======== Given data ========
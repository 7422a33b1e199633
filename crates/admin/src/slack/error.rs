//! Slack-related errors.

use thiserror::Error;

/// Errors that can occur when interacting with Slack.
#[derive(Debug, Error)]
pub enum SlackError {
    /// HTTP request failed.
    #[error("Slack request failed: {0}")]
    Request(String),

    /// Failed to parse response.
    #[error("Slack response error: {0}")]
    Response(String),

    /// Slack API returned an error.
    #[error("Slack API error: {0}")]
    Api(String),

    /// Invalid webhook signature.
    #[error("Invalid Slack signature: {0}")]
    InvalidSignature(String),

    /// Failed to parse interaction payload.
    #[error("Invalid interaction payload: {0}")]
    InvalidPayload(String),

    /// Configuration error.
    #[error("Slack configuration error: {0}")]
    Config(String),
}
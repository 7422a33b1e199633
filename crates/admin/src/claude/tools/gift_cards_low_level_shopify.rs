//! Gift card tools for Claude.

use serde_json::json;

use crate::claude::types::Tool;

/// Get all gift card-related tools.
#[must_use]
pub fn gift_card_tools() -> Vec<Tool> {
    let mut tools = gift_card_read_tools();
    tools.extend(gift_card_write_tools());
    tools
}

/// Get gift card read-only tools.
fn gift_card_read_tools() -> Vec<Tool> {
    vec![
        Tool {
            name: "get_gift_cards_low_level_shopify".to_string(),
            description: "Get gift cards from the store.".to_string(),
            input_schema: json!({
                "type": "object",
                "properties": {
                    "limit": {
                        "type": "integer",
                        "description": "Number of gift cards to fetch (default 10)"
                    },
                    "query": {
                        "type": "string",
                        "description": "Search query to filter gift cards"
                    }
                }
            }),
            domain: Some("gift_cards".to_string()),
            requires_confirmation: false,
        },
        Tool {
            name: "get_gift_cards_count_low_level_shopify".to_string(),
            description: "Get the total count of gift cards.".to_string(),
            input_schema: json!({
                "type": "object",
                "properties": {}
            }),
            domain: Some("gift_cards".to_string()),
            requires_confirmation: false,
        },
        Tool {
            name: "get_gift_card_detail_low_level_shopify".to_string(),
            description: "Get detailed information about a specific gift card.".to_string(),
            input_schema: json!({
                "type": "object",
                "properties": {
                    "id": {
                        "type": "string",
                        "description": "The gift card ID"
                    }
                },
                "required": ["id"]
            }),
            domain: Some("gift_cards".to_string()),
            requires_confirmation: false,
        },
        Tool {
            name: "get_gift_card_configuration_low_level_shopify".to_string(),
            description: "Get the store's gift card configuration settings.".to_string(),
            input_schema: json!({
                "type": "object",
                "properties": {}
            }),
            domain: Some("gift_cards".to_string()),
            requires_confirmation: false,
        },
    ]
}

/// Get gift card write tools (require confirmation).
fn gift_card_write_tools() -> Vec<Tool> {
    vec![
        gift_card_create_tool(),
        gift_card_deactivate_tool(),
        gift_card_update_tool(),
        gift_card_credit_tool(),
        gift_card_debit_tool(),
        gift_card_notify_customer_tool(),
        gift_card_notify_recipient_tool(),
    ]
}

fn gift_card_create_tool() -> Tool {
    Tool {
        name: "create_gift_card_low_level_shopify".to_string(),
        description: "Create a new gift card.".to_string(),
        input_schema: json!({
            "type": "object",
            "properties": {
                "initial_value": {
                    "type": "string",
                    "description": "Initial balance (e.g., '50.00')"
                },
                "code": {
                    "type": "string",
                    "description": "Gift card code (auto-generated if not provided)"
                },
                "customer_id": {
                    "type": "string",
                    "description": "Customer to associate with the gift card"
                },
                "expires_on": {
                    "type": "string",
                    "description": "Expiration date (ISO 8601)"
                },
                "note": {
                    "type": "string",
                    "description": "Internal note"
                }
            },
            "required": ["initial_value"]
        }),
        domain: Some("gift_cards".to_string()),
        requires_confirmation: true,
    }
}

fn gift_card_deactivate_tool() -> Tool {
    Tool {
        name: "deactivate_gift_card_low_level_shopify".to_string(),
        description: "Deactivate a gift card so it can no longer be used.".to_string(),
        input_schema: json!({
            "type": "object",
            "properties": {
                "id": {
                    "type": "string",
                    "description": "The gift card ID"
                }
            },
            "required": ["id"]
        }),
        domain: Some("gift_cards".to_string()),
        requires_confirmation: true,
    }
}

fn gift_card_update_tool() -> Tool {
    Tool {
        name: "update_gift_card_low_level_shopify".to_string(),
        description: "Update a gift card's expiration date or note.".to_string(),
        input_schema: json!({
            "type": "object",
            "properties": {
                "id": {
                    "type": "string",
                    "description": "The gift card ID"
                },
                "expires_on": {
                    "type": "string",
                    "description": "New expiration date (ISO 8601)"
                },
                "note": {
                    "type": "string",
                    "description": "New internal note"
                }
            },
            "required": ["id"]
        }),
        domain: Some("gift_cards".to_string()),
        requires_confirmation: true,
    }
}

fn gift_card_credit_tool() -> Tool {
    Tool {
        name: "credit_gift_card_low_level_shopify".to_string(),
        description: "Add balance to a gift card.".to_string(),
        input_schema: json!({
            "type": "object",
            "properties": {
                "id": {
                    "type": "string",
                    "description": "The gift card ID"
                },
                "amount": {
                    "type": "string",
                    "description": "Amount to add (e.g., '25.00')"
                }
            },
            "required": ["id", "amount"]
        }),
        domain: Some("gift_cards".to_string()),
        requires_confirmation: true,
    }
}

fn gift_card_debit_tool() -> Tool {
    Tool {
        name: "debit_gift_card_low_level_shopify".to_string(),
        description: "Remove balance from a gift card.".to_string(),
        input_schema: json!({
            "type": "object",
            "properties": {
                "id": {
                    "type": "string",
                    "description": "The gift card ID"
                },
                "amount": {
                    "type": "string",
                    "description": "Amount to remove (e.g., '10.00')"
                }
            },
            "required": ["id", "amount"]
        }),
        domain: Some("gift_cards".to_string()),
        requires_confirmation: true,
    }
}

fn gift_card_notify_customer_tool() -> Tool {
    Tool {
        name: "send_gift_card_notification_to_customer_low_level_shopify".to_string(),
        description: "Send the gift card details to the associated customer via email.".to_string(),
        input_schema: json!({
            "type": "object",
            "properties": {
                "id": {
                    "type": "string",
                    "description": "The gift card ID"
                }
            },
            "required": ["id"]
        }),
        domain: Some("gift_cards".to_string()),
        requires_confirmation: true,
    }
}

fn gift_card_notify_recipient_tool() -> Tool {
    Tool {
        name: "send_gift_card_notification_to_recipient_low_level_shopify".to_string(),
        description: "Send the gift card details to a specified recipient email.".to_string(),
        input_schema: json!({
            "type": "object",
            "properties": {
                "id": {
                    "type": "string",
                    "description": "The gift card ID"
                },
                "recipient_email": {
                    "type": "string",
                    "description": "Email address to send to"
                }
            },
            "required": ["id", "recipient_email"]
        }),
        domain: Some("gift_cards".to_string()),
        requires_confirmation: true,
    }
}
========
» The task:
Please say how many lines in the records above contain the string "filename", giving no other words.

» Response area:
2